//! Stanzas (`message`, `presence`, `iq`) and their payloads.
//!
//! Every child of a stanza becomes one [`Payload`]:
//! - a registered decoder succeeded → [`Payload::Known`]
//! - no decoder is registered → [`Payload::Element`] (preserved as a tree)
//! - the decoder failed → [`Payload::Unparsed`], carrying the child's raw XML
//!   exactly as received. The cursor is always advanced past the failed child,
//!   so one bad extension never corrupts the rest of the stanza.

use std::sync::atomic::{AtomicU64, Ordering};
use std::sync::Arc;

use tracing::debug;

use crate::error::DecodeError;
use crate::registry::{CodecRegistry, DecodeContext, ExtensionPayload};
use crate::xml::{ns, Element, EventKind, XmlCursor};

static NEXT_STANZA_ID: AtomicU64 = AtomicU64::new(1);

/// Generate a stanza id unique within this process.
pub fn next_stanza_id() -> String {
    format!("fx{}", NEXT_STANZA_ID.fetch_add(1, Ordering::Relaxed))
}

#[derive(Debug, Clone, Copy, PartialEq, Eq, Hash)]
pub enum StanzaKind {
    Message,
    Presence,
    Iq,
}

impl StanzaKind {
    pub fn as_str(self) -> &'static str {
        match self {
            StanzaKind::Message => "message",
            StanzaKind::Presence => "presence",
            StanzaKind::Iq => "iq",
        }
    }

    pub fn from_name(name: &str) -> Option<Self> {
        match name {
            "message" => Some(StanzaKind::Message),
            "presence" => Some(StanzaKind::Presence),
            "iq" => Some(StanzaKind::Iq),
            _ => None,
        }
    }
}

/// A child element whose decoder failed.
#[derive(Debug, Clone, PartialEq, Eq)]
pub struct UnparsedPayload {
    pub name: String,
    pub namespace: String,
    /// The child's XML, byte for byte as it appeared on the wire.
    pub raw_xml: String,
    pub error: DecodeError,
}

#[derive(Debug, Clone)]
pub enum Payload {
    Known(Arc<dyn ExtensionPayload>),
    Element(Element),
    Unparsed(UnparsedPayload),
}

#[derive(Debug, Clone)]
pub struct Stanza {
    kind: StanzaKind,
    attributes: Vec<(String, String)>,
    payloads: Vec<Payload>,
}

impl Stanza {
    pub fn new(kind: StanzaKind) -> Self {
        Self {
            kind,
            attributes: Vec::new(),
            payloads: Vec::new(),
        }
    }

    /// A chat message with a body.
    pub fn message(to: &str, body: &str) -> Self {
        Stanza::new(StanzaKind::Message)
            .with_attr("to", to)
            .with_attr("type", "chat")
            .with_attr("id", next_stanza_id())
            .with_element(Element::new("body", ns::CLIENT).with_text(body))
    }

    pub fn presence() -> Self {
        Stanza::new(StanzaKind::Presence)
    }

    /// An IQ of the given type (`get`/`set`) with a fresh id.
    pub fn iq(iq_type: &str) -> Self {
        Stanza::new(StanzaKind::Iq)
            .with_attr("type", iq_type)
            .with_attr("id", next_stanza_id())
    }

    pub fn kind(&self) -> StanzaKind {
        self.kind
    }

    pub fn attr(&self, name: &str) -> Option<&str> {
        self.attributes
            .iter()
            .find(|(k, _)| k == name)
            .map(|(_, v)| v.as_str())
    }

    pub fn set_attr(&mut self, name: impl Into<String>, value: impl Into<String>) {
        let name = name.into();
        let value = value.into();
        match self.attributes.iter_mut().find(|(k, _)| *k == name) {
            Some(slot) => slot.1 = value,
            None => self.attributes.push((name, value)),
        }
    }

    pub fn with_attr(mut self, name: impl Into<String>, value: impl Into<String>) -> Self {
        self.set_attr(name, value);
        self
    }

    pub fn with_element(mut self, element: Element) -> Self {
        self.payloads.push(Payload::Element(element));
        self
    }

    pub fn with_payload(mut self, payload: Arc<dyn ExtensionPayload>) -> Self {
        self.payloads.push(Payload::Known(payload));
        self
    }

    pub fn id(&self) -> Option<&str> {
        self.attr("id")
    }

    pub fn from(&self) -> Option<&str> {
        self.attr("from")
    }

    pub fn to(&self) -> Option<&str> {
        self.attr("to")
    }

    pub fn stanza_type(&self) -> Option<&str> {
        self.attr("type")
    }

    pub fn payloads(&self) -> &[Payload] {
        &self.payloads
    }

    /// First decoded payload of type `T`.
    pub fn find<T: ExtensionPayload>(&self) -> Option<&T> {
        self.payloads.iter().find_map(|p| match p {
            Payload::Known(k) => k.as_any().downcast_ref::<T>(),
            _ => None,
        })
    }

    /// First undecoded child element with this name and namespace.
    pub fn get_element(&self, name: &str, namespace: &str) -> Option<&Element> {
        self.payloads.iter().find_map(|p| match p {
            Payload::Element(e) if e.is(name, namespace) => Some(e),
            _ => None,
        })
    }

    pub fn unparsed(&self) -> impl Iterator<Item = &UnparsedPayload> {
        self.payloads.iter().filter_map(|p| match p {
            Payload::Unparsed(u) => Some(u),
            _ => None,
        })
    }

    pub fn body(&self) -> Option<String> {
        self.get_element("body", ns::CLIENT).map(Element::text)
    }

    /// An IQ of type `get` or `set`, which the recipient must answer.
    pub fn is_iq_request(&self) -> bool {
        self.kind == StanzaKind::Iq && matches!(self.stanza_type(), Some("get") | Some("set"))
    }

    /// An IQ of type `result` or `error`.
    pub fn is_iq_response(&self) -> bool {
        self.kind == StanzaKind::Iq && matches!(self.stanza_type(), Some("result") | Some("error"))
    }

    /// The defined condition of a `type='error'` stanza.
    pub fn error_condition(&self) -> Option<String> {
        if self.stanza_type() != Some("error") {
            return None;
        }
        let error = self.get_element("error", ns::CLIENT)?;
        error
            .children()
            .find(|c| c.namespace() == ns::STANZAS && c.name() != "text")
            .map(|c| c.name().to_string())
    }

    /// Empty `result` reply to an IQ request.
    pub fn make_result(&self) -> Stanza {
        let mut reply = Stanza::new(StanzaKind::Iq).with_attr("type", "result");
        self.copy_reply_addressing(&mut reply);
        reply
    }

    /// Error reply carrying a defined stanza error condition.
    pub fn make_error(&self, error_type: &str, condition: &str) -> Stanza {
        let mut reply = Stanza::new(self.kind).with_attr("type", "error");
        self.copy_reply_addressing(&mut reply);
        reply.with_element(
            Element::new("error", ns::CLIENT)
                .with_attr("type", error_type)
                .with_child(Element::new(condition, ns::STANZAS)),
        )
    }

    fn copy_reply_addressing(&self, reply: &mut Stanza) {
        if let Some(id) = self.id() {
            reply.set_attr("id", id);
        }
        if let Some(from) = self.from() {
            reply.set_attr("to", from);
        }
    }

    /// Decode a stanza from a cursor positioned on its start tag.
    pub fn from_cursor(
        cursor: &mut XmlCursor<'_>,
        registry: &CodecRegistry,
    ) -> Result<Stanza, DecodeError> {
        let kind = StanzaKind::from_name(cursor.name())
            .ok_or_else(|| DecodeError::Xml(format!("<{}> is not a stanza", cursor.name())))?;
        let enclosing_namespace = cursor.namespace().to_string();
        let depth = cursor.depth();
        let mut stanza = Stanza::new(kind);
        stanza.attributes = cursor.attributes().to_vec();

        let context = DecodeContext {
            enclosing_namespace: &enclosing_namespace,
            stanza_name: kind.as_str(),
        };

        loop {
            match cursor.next()? {
                Some(EventKind::Start) => {
                    let payload = decode_child(cursor, registry, &context)?;
                    stanza.payloads.push(payload);
                }
                Some(EventKind::End) if cursor.depth() == depth => return Ok(stanza),
                // Whitespace between children carries no meaning.
                Some(_) => continue,
                None => return Err(DecodeError::UnexpectedEnd(kind.as_str().to_string())),
            }
        }
    }

    /// Parse a complete stanza from a string.
    pub fn parse(xml: &str, registry: &CodecRegistry) -> Result<Stanza, DecodeError> {
        let mut cursor = XmlCursor::new(xml);
        loop {
            match cursor.next()? {
                Some(EventKind::Start) => return Stanza::from_cursor(&mut cursor, registry),
                Some(EventKind::Text) => continue,
                _ => return Err(DecodeError::Xml("no stanza element".to_string())),
            }
        }
    }

    pub fn to_xml(&self) -> String {
        let mut out = String::new();
        out.push('<');
        out.push_str(self.kind.as_str());
        out.push_str(" xmlns='jabber:client'");
        for (k, v) in &self.attributes {
            out.push(' ');
            out.push_str(k);
            out.push_str("='");
            out.push_str(&quick_xml::escape::escape(v));
            out.push('\'');
        }
        if self.payloads.is_empty() {
            out.push_str("/>");
            return out;
        }
        out.push('>');
        for payload in &self.payloads {
            match payload {
                Payload::Known(p) => p.to_element().write_xml(&mut out, Some(ns::CLIENT)),
                Payload::Element(e) => e.write_xml(&mut out, Some(ns::CLIENT)),
                Payload::Unparsed(u) => out.push_str(&u.raw_xml),
            }
        }
        out.push_str("</");
        out.push_str(self.kind.as_str());
        out.push('>');
        out
    }
}

fn decode_child(
    cursor: &mut XmlCursor<'_>,
    registry: &CodecRegistry,
    context: &DecodeContext<'_>,
) -> Result<Payload, DecodeError> {
    let name = cursor.name().to_string();
    let namespace = cursor.namespace().to_string();

    let Some(decoder) = registry.lookup(&name, &namespace) else {
        return Ok(Payload::Element(Element::from_cursor(cursor)?));
    };

    let start = cursor.event_start();
    let depth = cursor.depth();
    match decoder.decode(cursor, context) {
        Ok(payload) => {
            cursor.skip_to_end(depth, &name)?;
            Ok(Payload::Known(payload))
        }
        Err(error) => {
            // Consume the rest of the child so the stanza stays in sync.
            cursor.skip_to_end(depth, &name)?;
            let raw_xml = cursor.input()[start..cursor.position()].to_string();
            debug!(element = %name, namespace = %namespace, error = %error, "Extension decode failed, keeping raw XML");
            Ok(Payload::Unparsed(UnparsedPayload {
                name,
                namespace,
                raw_xml,
                error,
            }))
        }
    }
}

#[cfg(test)]
mod tests {
    use super::*;
    use crate::extensions::{Delay, Ping};

    #[test]
    fn test_parse_message_with_known_and_unknown_children() {
        let registry = CodecRegistry::with_defaults();
        let xml = "<message xmlns='jabber:client' from='a@b/c' id='m1' type='chat'>\
                   <body>Hello</body>\
                   <delay xmlns='urn:xmpp:delay' stamp='2002-09-10T23:08:25Z'/>\
                   <active xmlns='http://jabber.org/protocol/chatstates'/>\
                   </message>";
        let stanza = Stanza::parse(xml, &registry).unwrap();
        assert_eq!(stanza.kind(), StanzaKind::Message);
        assert_eq!(stanza.id(), Some("m1"));
        assert_eq!(stanza.body().as_deref(), Some("Hello"));
        assert_eq!(stanza.find::<Delay>().unwrap().stamp, "2002-09-10T23:08:25Z");
        assert!(stanza
            .get_element("active", "http://jabber.org/protocol/chatstates")
            .is_some());
    }

    #[test]
    fn test_failed_decoder_preserves_raw_xml_and_rest_of_stanza() {
        let registry = CodecRegistry::with_defaults();
        let bad = "<delay xmlns='urn:xmpp:delay' stamp='nope'><x a=\"1\">t</x></delay>";
        let xml = format!(
            "<message xmlns='jabber:client' id='m2'>{}<body>after</body></message>",
            bad
        );
        let stanza = Stanza::parse(&xml, &registry).unwrap();

        let unparsed: Vec<_> = stanza.unparsed().collect();
        assert_eq!(unparsed.len(), 1);
        assert_eq!(unparsed[0].raw_xml, bad);
        assert_eq!(unparsed[0].namespace, ns::DELAY);
        assert!(matches!(unparsed[0].error, DecodeError::InvalidAttribute { .. }));
        assert_eq!(stanza.body().as_deref(), Some("after"));
    }

    #[test]
    fn test_unparsed_payload_reserialises_verbatim() {
        let registry = CodecRegistry::with_defaults();
        let bad = "<delay xmlns='urn:xmpp:delay'   stamp=\"x\" ><![CDATA[keep]]></delay>";
        let xml = format!("<message xmlns='jabber:client'>{}</message>", bad);
        let stanza = Stanza::parse(&xml, &registry).unwrap();
        assert!(stanza.to_xml().contains(bad));
    }

    #[test]
    fn test_stanza_round_trip() {
        let registry = CodecRegistry::with_defaults();
        let delay = Delay {
            stamp: "2024-01-01T00:00:00Z".to_string(),
            from: None,
            reason: None,
        };
        let original = Stanza::iq("get")
            .with_attr("to", "capulet.lit")
            .with_payload(Arc::new(Ping))
            .with_payload(Arc::new(delay.clone()));

        let decoded = Stanza::parse(&original.to_xml(), &registry).unwrap();
        assert_eq!(decoded.kind(), original.kind());
        assert_eq!(decoded.id(), original.id());
        assert_eq!(decoded.to(), Some("capulet.lit"));
        assert_eq!(decoded.find::<Ping>(), Some(&Ping));
        assert_eq!(decoded.find::<Delay>(), Some(&delay));
        assert_eq!(decoded.to_xml(), original.to_xml());
    }

    #[test]
    fn test_make_error_reply() {
        let registry = CodecRegistry::new();
        let request = Stanza::parse(
            "<iq xmlns='jabber:client' type='get' id='q1' from='capulet.lit'><query xmlns='urn:unknown'/></iq>",
            &registry,
        )
        .unwrap();
        assert!(request.is_iq_request());

        let reply = request.make_error("cancel", "service-unavailable");
        assert_eq!(reply.id(), Some("q1"));
        assert_eq!(reply.to(), Some("capulet.lit"));
        let reparsed = Stanza::parse(&reply.to_xml(), &registry).unwrap();
        assert!(reparsed.is_iq_response());
        assert_eq!(reparsed.error_condition().as_deref(), Some("service-unavailable"));
    }

    #[test]
    fn test_truncated_stanza_is_error() {
        let registry = CodecRegistry::new();
        assert!(Stanza::parse("<message xmlns='jabber:client'><body>", &registry).is_err());
    }
}
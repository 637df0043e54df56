//! SASL authentication (RFC 6120 §6).
//!
//! A [`Mechanism`] knows how to produce the client side of one challenge /
//! response exchange. An [`AuthExchange`] wraps one attempt with one mechanism:
//! it owns the transcript, counts steps and records the outcome, and is never
//! reused. [`MechanismSelector`] applies the local priority list and operator
//! blacklist to what the server offers.

mod digest_md5;
mod plain;
mod scram;

use std::fmt;

use tracing::{debug, info, warn};

pub use digest_md5::DigestMd5;
pub use plain::{Anonymous, Plain};
pub use scram::{Scram, ScramSha1, ScramSha256, ScramSha512};

use crate::error::SaslError;

/// Mechanisms enabled when the configuration does not say otherwise, strongest first.
pub const DEFAULT_MECHANISMS: &[&str] = &[
    "SCRAM-SHA-512",
    "SCRAM-SHA-256",
    "SCRAM-SHA-1",
    "DIGEST-MD5",
    "PLAIN",
];

/// Every mechanism this crate implements.
pub const SUPPORTED_MECHANISMS: &[&str] = &[
    "SCRAM-SHA-512",
    "SCRAM-SHA-256",
    "SCRAM-SHA-1",
    "DIGEST-MD5",
    "PLAIN",
    "ANONYMOUS",
];

#[derive(Clone)]
pub struct Credentials {
    /// Local part of the account JID.
    pub username: String,
    pub password: String,
    /// Identity to act as, when different from the authenticated one.
    pub authzid: Option<String>,
    /// Server domain (DIGEST-MD5 `digest-uri`).
    pub domain: String,
}

impl fmt::Debug for Credentials {
    fn fmt(&self, f: &mut fmt::Formatter<'_>) -> fmt::Result {
        f.debug_struct("Credentials")
            .field("username", &self.username)
            .field("password", &"<redacted>")
            .field("authzid", &self.authzid)
            .field("domain", &self.domain)
            .finish()
    }
}

/// Client side of one SASL mechanism.
pub trait Mechanism: Send + Sync {
    fn name(&self) -> &'static str;

    /// Data sent along with `<auth/>`; `None` when the mechanism waits for a
    /// server challenge first.
    fn initial_response(&mut self) -> Result<Option<Vec<u8>>, SaslError>;

    /// Answer one server challenge.
    fn respond(&mut self, challenge: &[u8]) -> Result<Vec<u8>, SaslError>;

    /// Check the additional data carried by `<success/>`. A mechanism that
    /// authenticates the server must fail here unless the server proved itself.
    fn finish(&mut self, additional: &[u8]) -> Result<(), SaslError>;
}

/// Build a mechanism by its IANA name.
pub fn create_mechanism(name: &str, credentials: &Credentials) -> Option<Box<dyn Mechanism>> {
    let mechanism: Box<dyn Mechanism> = match name {
        "SCRAM-SHA-512" => Box::new(Scram::<ScramSha512>::new(credentials)),
        "SCRAM-SHA-256" => Box::new(Scram::<ScramSha256>::new(credentials)),
        "SCRAM-SHA-1" => Box::new(Scram::<ScramSha1>::new(credentials)),
        "DIGEST-MD5" => Box::new(DigestMd5::new(credentials)),
        "PLAIN" => Box::new(Plain::new(credentials)),
        "ANONYMOUS" => Box::new(Anonymous),
        _ => return None,
    };
    Some(mechanism)
}

#[derive(Debug, Clone, PartialEq, Eq)]
pub enum TranscriptEntry {
    Client(Vec<u8>),
    Server(Vec<u8>),
}

#[derive(Debug, Clone, PartialEq, Eq)]
pub enum ExchangeOutcome {
    Pending,
    Succeeded,
    Failed(SaslError),
    Aborted,
}

/// One authentication attempt.
pub struct AuthExchange {
    mechanism: Box<dyn Mechanism>,
    step: u32,
    transcript: Vec<TranscriptEntry>,
    outcome: ExchangeOutcome,
}

impl fmt::Debug for AuthExchange {
    fn fmt(&self, f: &mut fmt::Formatter<'_>) -> fmt::Result {
        f.debug_struct("AuthExchange")
            .field("mechanism", &self.mechanism.name())
            .field("step", &self.step)
            .field("outcome", &self.outcome)
            .finish()
    }
}

impl AuthExchange {
    pub fn new(mechanism: Box<dyn Mechanism>) -> Self {
        Self {
            mechanism,
            step: 0,
            transcript: Vec::new(),
            outcome: ExchangeOutcome::Pending,
        }
    }

    pub fn mechanism_name(&self) -> &'static str {
        self.mechanism.name()
    }

    pub fn step(&self) -> u32 {
        self.step
    }

    pub fn transcript(&self) -> &[TranscriptEntry] {
        &self.transcript
    }

    pub fn outcome(&self) -> &ExchangeOutcome {
        &self.outcome
    }

    fn ensure_pending(&self, what: &'static str) -> Result<(), SaslError> {
        match self.outcome {
            ExchangeOutcome::Pending => Ok(()),
            _ => Err(SaslError::UnexpectedStep(what)),
        }
    }

    fn record<T>(&mut self, result: Result<T, SaslError>) -> Result<T, SaslError> {
        if let Err(e) = &result {
            self.outcome = ExchangeOutcome::Failed(e.clone());
        }
        result
    }

    /// Produce the initial response for `<auth/>`.
    pub fn start(&mut self) -> Result<Option<Vec<u8>>, SaslError> {
        self.ensure_pending("auth")?;
        if self.step != 0 {
            return Err(SaslError::UnexpectedStep("auth"));
        }
        let result = self.mechanism.initial_response();
        let initial = self.record(result)?;
        if let Some(data) = &initial {
            self.transcript.push(TranscriptEntry::Client(data.clone()));
        }
        self.step = 1;
        debug!(mechanism = self.mechanism_name(), "SASL exchange started");
        Ok(initial)
    }

    /// Answer a `<challenge/>`.
    pub fn challenge(&mut self, data: &[u8]) -> Result<Vec<u8>, SaslError> {
        self.ensure_pending("challenge")?;
        self.transcript.push(TranscriptEntry::Server(data.to_vec()));
        let result = self.mechanism.respond(data);
        let response = self.record(result)?;
        self.transcript.push(TranscriptEntry::Client(response.clone()));
        self.step += 1;
        Ok(response)
    }

    /// Handle `<success/>`; fails if the mechanism cannot verify the server.
    pub fn success(&mut self, additional: &[u8]) -> Result<(), SaslError> {
        self.ensure_pending("success")?;
        if !additional.is_empty() {
            self.transcript.push(TranscriptEntry::Server(additional.to_vec()));
        }
        let result = self.mechanism.finish(additional);
        self.record(result)?;
        self.outcome = ExchangeOutcome::Succeeded;
        info!(mechanism = self.mechanism_name(), steps = self.step, "SASL authentication succeeded");
        Ok(())
    }

    /// Handle `<failure/>`.
    pub fn failure(&mut self, condition: &str, text: Option<&str>) -> SaslError {
        let error = SaslError::Failure {
            condition: condition.to_string(),
            text: text.map(str::to_string),
        };
        warn!(mechanism = self.mechanism_name(), condition, "SASL authentication failed");
        self.outcome = ExchangeOutcome::Failed(error.clone());
        error
    }

    pub fn abort(&mut self) {
        if self.outcome == ExchangeOutcome::Pending {
            self.outcome = ExchangeOutcome::Aborted;
        }
    }
}

/// Local mechanism policy: priority order plus operator blacklist.
#[derive(Debug, Clone)]
pub struct MechanismSelector {
    priority: Vec<String>,
    blacklist: Vec<String>,
}

impl Default for MechanismSelector {
    fn default() -> Self {
        Self::new(DEFAULT_MECHANISMS.iter().map(|m| m.to_string()).collect(), Vec::new())
    }
}

impl MechanismSelector {
    pub fn new(priority: Vec<String>, blacklist: Vec<String>) -> Self {
        Self { priority, blacklist }
    }

    fn is_blacklisted(&self, name: &str) -> bool {
        self.blacklist.iter().any(|b| b.eq_ignore_ascii_case(name))
    }

    /// Enabled mechanisms in priority order.
    pub fn enabled(&self) -> impl Iterator<Item = &str> {
        self.priority
            .iter()
            .map(String::as_str)
            .filter(|m| SUPPORTED_MECHANISMS.contains(m))
            .filter(|m| !self.is_blacklisted(m))
    }

    /// Highest-priority enabled mechanism the server also offers.
    pub fn select(&self, offered: &[String]) -> Result<&str, SaslError> {
        self.enabled()
            .find(|m| offered.iter().any(|o| o.eq_ignore_ascii_case(m)))
            .ok_or_else(|| SaslError::NoCommonMechanism {
                offered: offered.to_vec(),
            })
    }

    /// Select a mechanism and open a fresh exchange with it.
    pub fn start(&self, offered: &[String], credentials: &Credentials) -> Result<AuthExchange, SaslError> {
        let name = self.select(offered)?;
        let mechanism = create_mechanism(name, credentials).ok_or_else(|| SaslError::NoCommonMechanism {
            offered: offered.to_vec(),
        })?;
        info!(mechanism = name, "Selected SASL mechanism");
        Ok(AuthExchange::new(mechanism))
    }
}

/// Comparison whose running time does not depend on where the inputs differ.
pub(crate) fn constant_time_eq(a: &[u8], b: &[u8]) -> bool {
    if a.len() != b.len() {
        return false;
    }
    a.iter().zip(b).fold(0u8, |acc, (x, y)| acc | (x ^ y)) == 0
}

#[cfg(test)]
mod tests {
    use super::*;

    fn credentials() -> Credentials {
        Credentials {
            username: "juliet".to_string(),
            password: "r0m30myr0m30".to_string(),
            authzid: None,
            domain: "capulet.lit".to_string(),
        }
    }

    fn offered(names: &[&str]) -> Vec<String> {
        names.iter().map(|n| n.to_string()).collect()
    }

    #[test]
    fn test_select_prefers_local_priority() {
        let selector = MechanismSelector::default();
        assert_eq!(
            selector.select(&offered(&["PLAIN", "SCRAM-SHA-1", "SCRAM-SHA-256"])).unwrap(),
            "SCRAM-SHA-256"
        );
        assert_eq!(selector.select(&offered(&["PLAIN"])).unwrap(), "PLAIN");
    }

    #[test]
    fn test_select_no_common_mechanism() {
        let selector = MechanismSelector::default();
        let err = selector.select(&offered(&["X-OAUTH2", "EXTERNAL"])).unwrap_err();
        assert_eq!(
            err,
            SaslError::NoCommonMechanism {
                offered: offered(&["X-OAUTH2", "EXTERNAL"])
            }
        );
    }

    #[test]
    fn test_blacklist_excludes_mechanism() {
        let selector = MechanismSelector::new(
            DEFAULT_MECHANISMS.iter().map(|m| m.to_string()).collect(),
            vec!["scram-sha-1".to_string()],
        );
        assert_eq!(
            selector.select(&offered(&["SCRAM-SHA-1", "PLAIN"])).unwrap(),
            "PLAIN"
        );
        assert!(selector.select(&offered(&["SCRAM-SHA-1"])).is_err());
    }

    #[test]
    fn test_unknown_names_in_priority_are_ignored() {
        let selector = MechanismSelector::new(vec!["GSSAPI".to_string(), "PLAIN".to_string()], Vec::new());
        assert_eq!(selector.enabled().collect::<Vec<_>>(), vec!["PLAIN"]);
    }

    #[test]
    fn test_plain_exchange_lifecycle() {
        let selector = MechanismSelector::default();
        let mut exchange = selector.start(&offered(&["PLAIN"]), &credentials()).unwrap();
        let initial = exchange.start().unwrap().unwrap();
        assert_eq!(initial, b"\0juliet\0r0m30myr0m30");
        exchange.success(b"").unwrap();
        assert_eq!(exchange.outcome(), &ExchangeOutcome::Succeeded);
        assert_eq!(exchange.transcript().len(), 1);

        // A finished exchange cannot be driven further.
        assert_eq!(exchange.challenge(b"x"), Err(SaslError::UnexpectedStep("challenge")));
    }

    #[test]
    fn test_failure_is_recorded() {
        let mut exchange = MechanismSelector::default()
            .start(&offered(&["SCRAM-SHA-1"]), &credentials())
            .unwrap();
        exchange.start().unwrap();
        let err = exchange.failure("not-authorized", Some("bad password"));
        assert!(matches!(err, SaslError::Failure { ref condition, .. } if condition == "not-authorized"));
        assert_eq!(exchange.outcome(), &ExchangeOutcome::Failed(err));
    }

    #[test]
    fn test_each_attempt_gets_a_fresh_transcript() {
        let selector = MechanismSelector::default();
        let mut first = selector.start(&offered(&["SCRAM-SHA-1"]), &credentials()).unwrap();
        let a = first.start().unwrap().unwrap();
        let mut second = selector.start(&offered(&["SCRAM-SHA-1"]), &credentials()).unwrap();
        assert!(second.transcript().is_empty());
        let b = second.start().unwrap().unwrap();
        // Fresh client nonce per exchange.
        assert_ne!(a, b);
    }

    #[test]
    fn test_credentials_debug_hides_password() {
        let rendered = format!("{:?}", credentials());
        assert!(!rendered.contains("r0m30myr0m30"));
    }

    #[test]
    fn test_constant_time_eq() {
        assert!(constant_time_eq(b"abc", b"abc"));
        assert!(!constant_time_eq(b"abc", b"abd"));
        assert!(!constant_time_eq(b"abc", b"ab"));
    }
}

____

| Work request |
Determine how many lines of the listing above hold the word "when". Report that number without anything else.

| Output for this exercise |
3